Task to complete –
Restate word for word the lines that begin the listing and end with the line holding "registered here and".

Excerpted records Block Start

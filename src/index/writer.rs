//! The index writer.
//!
//! Documents are buffered per indexing thread and flushed as new segments
//! when [`FlushControl`] says so. Deletes are numbered with the documents
//! and applied to flushed segments through the [`ReaderPool`]. After every
//! flush the merge policy is asked for merges, which are registered here and
//! run by the configured [`MergeScheduler`]; the writer is the
//! [`MergeSource`] the scheduler pulls them from.
//!
//! Lock order: scheduler lock, then the writer state lock, then the flush
//! control and reader pool locks. The writer never calls into the scheduler
//! while holding its state lock.

use std::collections::{BTreeSet, HashMap, HashSet, VecDeque};
use std::fmt;
use std::sync::{Arc, Weak};
use std::time::{Duration, Instant};

use parking_lot::{Condvar, Mutex};

use crate::codec::{Codec, CodecRegistry, MergeReader, MergeState, default_codecs};
use crate::document::{Document, Term};
use crate::error::{Result, SluiceError};
use crate::index::catalog::{PENDING_SEGMENTS_PREFIX, SEGMENTS_PREFIX, SegmentCatalog};
use crate::index::config::{IndexWriterConfig, OpenMode};
use crate::index::delete_queue::DeleteQueue;
use crate::index::dwpt::{DocumentsBuffer, FlushedSegment};
use crate::index::flush::{FlushByRamOrCountsPolicy, FlushPolicy};
use crate::index::flush_control::FlushControl;
use crate::index::reader_pool::ReaderPool;
use crate::index::segment::{SegmentCommitInfo, SegmentDiagnostics, SegmentInfo};
use crate::info_stream::{InfoStream, LoggingInfoStream};
use crate::merge::concurrent::ConcurrentMergeScheduler;
use crate::merge::{MergePolicyRegistry, default_merge_policies};
use crate::merge::executor::MergeTask;
use crate::merge::policy::{MergeContext, MergePolicy, MergeTrigger, OneMerge};
use crate::merge::scheduler::{MergeScheduler, MergeSource};
use crate::storage::rate_limit::RateLimitedDirectory;
use crate::storage::{Directory, total_file_length};

const COMPONENT: &str = "IW";

/// How often blocked waiters re-check writer state.
const WAIT_INTERVAL: Duration = Duration::from_millis(1000);

/// How often a full flush re-checks for buffers flushed by other threads.
const FULL_FLUSH_POLL: Duration = Duration::from_millis(100);

/// Document counts of a writer.
#[derive(Clone, Copy, Debug, PartialEq, Eq)]
pub struct DocStats {
    /// Documents in segments and buffers, deleted or not.
    pub max_doc: u64,
    /// Documents not deleted.
    pub num_docs: u64,
}

/// Segment name of an index file: `_3` for `_3.sfd` and `_3_2.liv`.
fn segment_name_of(file: &str) -> Option<&str> {
    let rest = file.strip_prefix('_')?;
    let end = rest.find(['.', '_']).map_or(file.len(), |i| i + 1);
    Some(&file[..end])
}

struct WriterState {
    catalog: SegmentCatalog,
    /// Files of the latest commit point; never deleted until superseded.
    last_commit_files: BTreeSet<String>,
    merge_policy: Arc<dyn MergePolicy>,
    /// Segments that are inputs of a registered merge.
    merging: HashSet<String>,
    pending_merges: VecDeque<Arc<OneMerge>>,
    running_merges: HashMap<u64, Arc<OneMerge>>,
    segments_to_merge: HashMap<String, bool>,
    /// Failed forced merges, reported to the thread waiting on the forced merge.
    merge_exceptions: Vec<Arc<OneMerge>>,
    /// Segments being written by flushes and merges.
    in_flight: HashSet<String>,
    stop_merges: bool,
    closing: bool,
    closed: bool,
    tragedy: Option<SluiceError>,
}

impl WriterState {
    fn max_num_segments_merges_pending(&self) -> bool {
        self.pending_merges
            .iter()
            .chain(self.running_merges.values())
            .any(|merge| merge.max_num_segments().is_some())
    }

    fn release_merge(&mut self, merge: &OneMerge) {
        for segment in merge.segments() {
            self.merging.remove(segment.name());
        }
        self.running_merges.remove(&merge.id());
    }
}

/// The view of the writer handed to merge policies.
struct WriterMergeContext<'a> {
    merging: &'a HashSet<String>,
    reader_pool: &'a ReaderPool,
    info_stream: &'a dyn InfoStream,
}

impl MergeContext for WriterMergeContext<'_> {
    fn merging_segments(&self) -> &HashSet<String> {
        self.merging
    }

    fn num_deletes_to_merge(&self, info: &SegmentCommitInfo) -> u32 {
        (info.del_count() + self.reader_pool.pending_deletes(info.name())).min(info.max_doc())
    }

    fn info_stream(&self) -> &dyn InfoStream {
        self.info_stream
    }
}

struct WriterInner {
    directory: Arc<dyn Directory>,
    codec: Arc<dyn Codec>,
    config: IndexWriterConfig,
    scheduler: Arc<dyn MergeScheduler>,
    info_stream: Arc<dyn InfoStream>,
    state: Mutex<WriterState>,
    /// Signalled when a merge finishes and when the writer closes.
    merge_cond: Condvar,
    flush_control: FlushControl,
    delete_queue: DeleteQueue,
    reader_pool: ReaderPool,
    full_flush_lock: Mutex<()>,
    commit_lock: Mutex<()>,
    this: Weak<WriterInner>,
}

/// Builds an [`IndexWriter`] with non-default components.
pub struct IndexWriterBuilder {
    directory: Arc<dyn Directory>,
    config: IndexWriterConfig,
    merge_policy: Option<Arc<dyn MergePolicy>>,
    merge_scheduler: Option<Arc<dyn MergeScheduler>>,
    flush_policy: Option<Arc<dyn FlushPolicy>>,
    info_stream: Option<Arc<dyn InfoStream>>,
    codecs: CodecRegistry,
    merge_policies: MergePolicyRegistry,
}

impl IndexWriterBuilder {
    pub fn new(directory: Arc<dyn Directory>, config: IndexWriterConfig) -> Self {
        IndexWriterBuilder {
            directory,
            config,
            merge_policy: None,
            merge_scheduler: None,
            flush_policy: None,
            info_stream: None,
            codecs: default_codecs(),
            merge_policies: default_merge_policies(),
        }
    }

    /// Use this policy instead of looking up `config.merge_policy`.
    pub fn merge_policy(mut self, policy: Arc<dyn MergePolicy>) -> Self {
        self.merge_policy = Some(policy);
        self
    }

    pub fn merge_scheduler(mut self, scheduler: Arc<dyn MergeScheduler>) -> Self {
        self.merge_scheduler = Some(scheduler);
        self
    }

    pub fn flush_policy(mut self, policy: Arc<dyn FlushPolicy>) -> Self {
        self.flush_policy = Some(policy);
        self
    }

    pub fn info_stream(mut self, info_stream: Arc<dyn InfoStream>) -> Self {
        self.info_stream = Some(info_stream);
        self
    }

    /// Registry `config.codec` is looked up in.
    pub fn codecs(mut self, codecs: CodecRegistry) -> Self {
        self.codecs = codecs;
        self
    }

    /// Registry `config.merge_policy` is looked up in.
    pub fn merge_policies(mut self, policies: MergePolicyRegistry) -> Self {
        self.merge_policies = policies;
        self
    }

    pub fn open(self) -> Result<IndexWriter> {
        self.config.validate()?;
        let codec = self.codecs.lookup(&self.config.codec)?;
        let merge_policy = match self.merge_policy {
            Some(policy) => policy,
            None => self.merge_policies.lookup(&self.config.merge_policy)?,
        };
        let scheduler = self
            .merge_scheduler
            .unwrap_or_else(|| Arc::new(ConcurrentMergeScheduler::new()));
        let info_stream = self
            .info_stream
            .unwrap_or_else(|| Arc::new(LoggingInfoStream));
        let flush_policy = self
            .flush_policy
            .unwrap_or_else(|| Arc::new(FlushByRamOrCountsPolicy));
        let directory = self.directory;

        let latest = SegmentCatalog::read_latest(directory.as_ref())?;
        let (catalog, last_commit_files) = match (self.config.open_mode, latest) {
            (OpenMode::Append, None) => {
                return Err(SluiceError::illegal_state(format!(
                    "no commit found in {directory:?}"
                )));
            }
            (OpenMode::Create, Some(mut catalog)) => {
                // The old commit stays on disk until the first commit replaces it.
                let files = catalog.files(true);
                catalog.clear();
                (catalog, files)
            }
            (_, Some(catalog)) => {
                let files = catalog.files(true);
                (catalog, files)
            }
            (_, None) => (SegmentCatalog::new(), BTreeSet::new()),
        };

        if info_stream.is_enabled(COMPONENT) {
            info_stream.message(
                COMPONENT,
                &format!(
                    "open {:?}: mode={:?} segments={} policy={} scheduler={scheduler:?}",
                    directory,
                    self.config.open_mode,
                    catalog.describe(),
                    merge_policy.name(),
                ),
            );
        }

        let flush_control = FlushControl::new(&self.config, flush_policy, Arc::clone(&info_stream));
        let reader_pool = ReaderPool::new(Arc::clone(&directory), Arc::clone(&codec));
        let inner = Arc::new_cyclic(|this| WriterInner {
            directory,
            codec,
            config: self.config,
            scheduler,
            info_stream,
            state: Mutex::new(WriterState {
                catalog,
                last_commit_files,
                merge_policy,
                merging: HashSet::new(),
                pending_merges: VecDeque::new(),
                running_merges: HashMap::new(),
                segments_to_merge: HashMap::new(),
                merge_exceptions: Vec::new(),
                in_flight: HashSet::new(),
                stop_merges: false,
                closing: false,
                closed: false,
                tragedy: None,
            }),
            merge_cond: Condvar::new(),
            flush_control,
            delete_queue: DeleteQueue::new(),
            reader_pool,
            full_flush_lock: Mutex::new(()),
            commit_lock: Mutex::new(()),
            this: this.clone(),
        });

        inner.delete_unreferenced_files(&inner.state.lock());
        inner
            .scheduler
            .initialize(Arc::clone(&inner.info_stream), inner.directory.as_ref());
        Ok(IndexWriter { inner })
    }
}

Excerpted records Block End

Solved problem –
filename src/index/writer.rs
//! The index writer.
//!
//! Documents are buffered per indexing thread and flushed as new segments
//! when [`FlushControl`] says so. Deletes are numbered with the documents
//! and applied to flushed segments through the [`ReaderPool`]. After every
//! flush the merge policy is asked for merges, which are registered here and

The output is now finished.